PROVIDED DATA -
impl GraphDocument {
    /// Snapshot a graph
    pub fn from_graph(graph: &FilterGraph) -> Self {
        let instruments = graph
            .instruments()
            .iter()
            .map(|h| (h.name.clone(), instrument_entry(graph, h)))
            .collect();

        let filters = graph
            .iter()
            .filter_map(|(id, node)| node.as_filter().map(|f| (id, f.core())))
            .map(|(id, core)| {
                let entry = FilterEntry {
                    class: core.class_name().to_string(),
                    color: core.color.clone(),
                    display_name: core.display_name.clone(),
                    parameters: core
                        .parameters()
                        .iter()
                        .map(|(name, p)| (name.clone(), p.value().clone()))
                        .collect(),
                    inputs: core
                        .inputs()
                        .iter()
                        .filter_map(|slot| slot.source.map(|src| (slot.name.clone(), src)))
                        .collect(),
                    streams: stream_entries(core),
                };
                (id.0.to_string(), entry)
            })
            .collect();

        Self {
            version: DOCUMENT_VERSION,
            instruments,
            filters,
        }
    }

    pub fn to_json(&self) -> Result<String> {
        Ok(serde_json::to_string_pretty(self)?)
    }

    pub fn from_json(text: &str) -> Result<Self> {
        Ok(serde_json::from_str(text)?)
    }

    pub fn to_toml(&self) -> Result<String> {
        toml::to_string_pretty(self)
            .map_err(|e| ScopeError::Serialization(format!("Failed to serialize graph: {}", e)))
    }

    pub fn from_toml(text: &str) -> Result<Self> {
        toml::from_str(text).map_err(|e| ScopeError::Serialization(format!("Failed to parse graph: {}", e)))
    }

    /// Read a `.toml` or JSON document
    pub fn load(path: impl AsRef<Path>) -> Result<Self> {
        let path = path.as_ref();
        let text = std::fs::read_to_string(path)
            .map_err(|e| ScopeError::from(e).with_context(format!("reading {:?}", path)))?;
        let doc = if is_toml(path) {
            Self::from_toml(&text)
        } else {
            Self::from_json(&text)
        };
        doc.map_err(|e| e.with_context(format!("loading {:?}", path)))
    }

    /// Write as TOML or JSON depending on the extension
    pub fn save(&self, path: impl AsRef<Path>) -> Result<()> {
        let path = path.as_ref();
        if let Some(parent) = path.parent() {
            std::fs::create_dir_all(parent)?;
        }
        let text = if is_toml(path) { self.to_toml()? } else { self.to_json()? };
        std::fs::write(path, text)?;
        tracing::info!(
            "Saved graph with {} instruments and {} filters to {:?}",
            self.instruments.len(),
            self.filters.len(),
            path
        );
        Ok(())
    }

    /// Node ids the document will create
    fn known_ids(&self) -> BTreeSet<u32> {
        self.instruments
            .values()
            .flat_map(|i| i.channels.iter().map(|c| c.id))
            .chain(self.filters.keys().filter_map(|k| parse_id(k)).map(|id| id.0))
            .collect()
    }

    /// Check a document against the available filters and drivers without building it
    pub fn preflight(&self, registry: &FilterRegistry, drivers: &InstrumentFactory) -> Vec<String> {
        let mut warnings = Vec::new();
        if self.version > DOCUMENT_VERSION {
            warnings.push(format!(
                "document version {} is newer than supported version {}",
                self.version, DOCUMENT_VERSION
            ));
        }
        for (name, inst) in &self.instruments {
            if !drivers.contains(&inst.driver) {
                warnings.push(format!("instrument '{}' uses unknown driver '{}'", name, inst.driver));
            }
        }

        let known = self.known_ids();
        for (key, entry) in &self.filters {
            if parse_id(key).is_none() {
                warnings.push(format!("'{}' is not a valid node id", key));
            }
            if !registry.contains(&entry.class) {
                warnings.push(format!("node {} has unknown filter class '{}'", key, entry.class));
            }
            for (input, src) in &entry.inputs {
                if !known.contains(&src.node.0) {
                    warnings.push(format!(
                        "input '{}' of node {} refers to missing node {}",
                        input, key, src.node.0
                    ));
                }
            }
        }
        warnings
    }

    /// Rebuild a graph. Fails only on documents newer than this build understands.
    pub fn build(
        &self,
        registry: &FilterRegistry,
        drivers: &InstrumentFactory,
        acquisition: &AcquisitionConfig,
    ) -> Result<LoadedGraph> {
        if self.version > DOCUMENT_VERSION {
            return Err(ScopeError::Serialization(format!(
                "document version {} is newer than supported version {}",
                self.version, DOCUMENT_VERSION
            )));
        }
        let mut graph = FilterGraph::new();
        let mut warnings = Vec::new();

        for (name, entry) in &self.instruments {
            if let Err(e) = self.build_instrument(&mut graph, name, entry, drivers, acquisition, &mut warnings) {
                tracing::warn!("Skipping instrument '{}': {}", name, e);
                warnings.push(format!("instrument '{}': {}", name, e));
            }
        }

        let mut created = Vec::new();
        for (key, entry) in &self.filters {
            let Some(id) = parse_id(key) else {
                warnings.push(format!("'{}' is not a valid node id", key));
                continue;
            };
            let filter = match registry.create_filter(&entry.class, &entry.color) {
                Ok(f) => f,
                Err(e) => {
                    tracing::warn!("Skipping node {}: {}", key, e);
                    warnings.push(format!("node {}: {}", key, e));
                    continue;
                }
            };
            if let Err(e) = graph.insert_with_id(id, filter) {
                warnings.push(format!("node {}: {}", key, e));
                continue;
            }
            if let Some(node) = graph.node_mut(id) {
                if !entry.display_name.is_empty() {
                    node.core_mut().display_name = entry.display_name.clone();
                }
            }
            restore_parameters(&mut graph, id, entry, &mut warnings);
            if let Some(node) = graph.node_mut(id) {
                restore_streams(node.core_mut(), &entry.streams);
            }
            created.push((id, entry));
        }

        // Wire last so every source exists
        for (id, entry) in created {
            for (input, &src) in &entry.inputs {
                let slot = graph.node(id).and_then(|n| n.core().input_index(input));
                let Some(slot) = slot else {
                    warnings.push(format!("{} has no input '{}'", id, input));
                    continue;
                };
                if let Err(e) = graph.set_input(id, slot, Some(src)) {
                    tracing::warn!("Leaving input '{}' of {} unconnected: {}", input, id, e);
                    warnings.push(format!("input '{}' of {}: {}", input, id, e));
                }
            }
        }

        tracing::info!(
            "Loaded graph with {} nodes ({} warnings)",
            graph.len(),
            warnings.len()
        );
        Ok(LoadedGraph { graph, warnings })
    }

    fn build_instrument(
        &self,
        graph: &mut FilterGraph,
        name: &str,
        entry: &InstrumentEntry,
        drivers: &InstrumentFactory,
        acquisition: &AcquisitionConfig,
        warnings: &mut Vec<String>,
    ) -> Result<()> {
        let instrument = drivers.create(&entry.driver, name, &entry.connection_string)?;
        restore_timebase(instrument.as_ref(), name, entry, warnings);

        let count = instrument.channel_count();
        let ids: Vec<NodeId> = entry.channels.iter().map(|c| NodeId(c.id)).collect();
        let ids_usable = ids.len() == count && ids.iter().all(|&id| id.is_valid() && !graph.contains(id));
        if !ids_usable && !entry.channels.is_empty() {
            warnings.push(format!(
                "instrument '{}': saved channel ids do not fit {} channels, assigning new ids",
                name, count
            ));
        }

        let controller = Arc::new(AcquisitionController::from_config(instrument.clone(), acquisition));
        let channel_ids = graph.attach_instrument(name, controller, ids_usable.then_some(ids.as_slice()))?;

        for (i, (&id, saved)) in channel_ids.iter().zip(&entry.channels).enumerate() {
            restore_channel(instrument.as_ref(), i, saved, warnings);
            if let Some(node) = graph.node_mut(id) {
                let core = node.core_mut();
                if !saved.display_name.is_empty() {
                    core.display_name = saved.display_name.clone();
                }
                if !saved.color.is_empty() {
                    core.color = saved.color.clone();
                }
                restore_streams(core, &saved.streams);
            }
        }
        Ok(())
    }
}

DIRECTIONS - Every line of the listing that includes "FilterGraph" must be shown.

TASK OUTPUT -
    pub fn from_graph(graph: &FilterGraph) -> Self {
        let mut graph = FilterGraph::new();
        graph: &mut FilterGraph,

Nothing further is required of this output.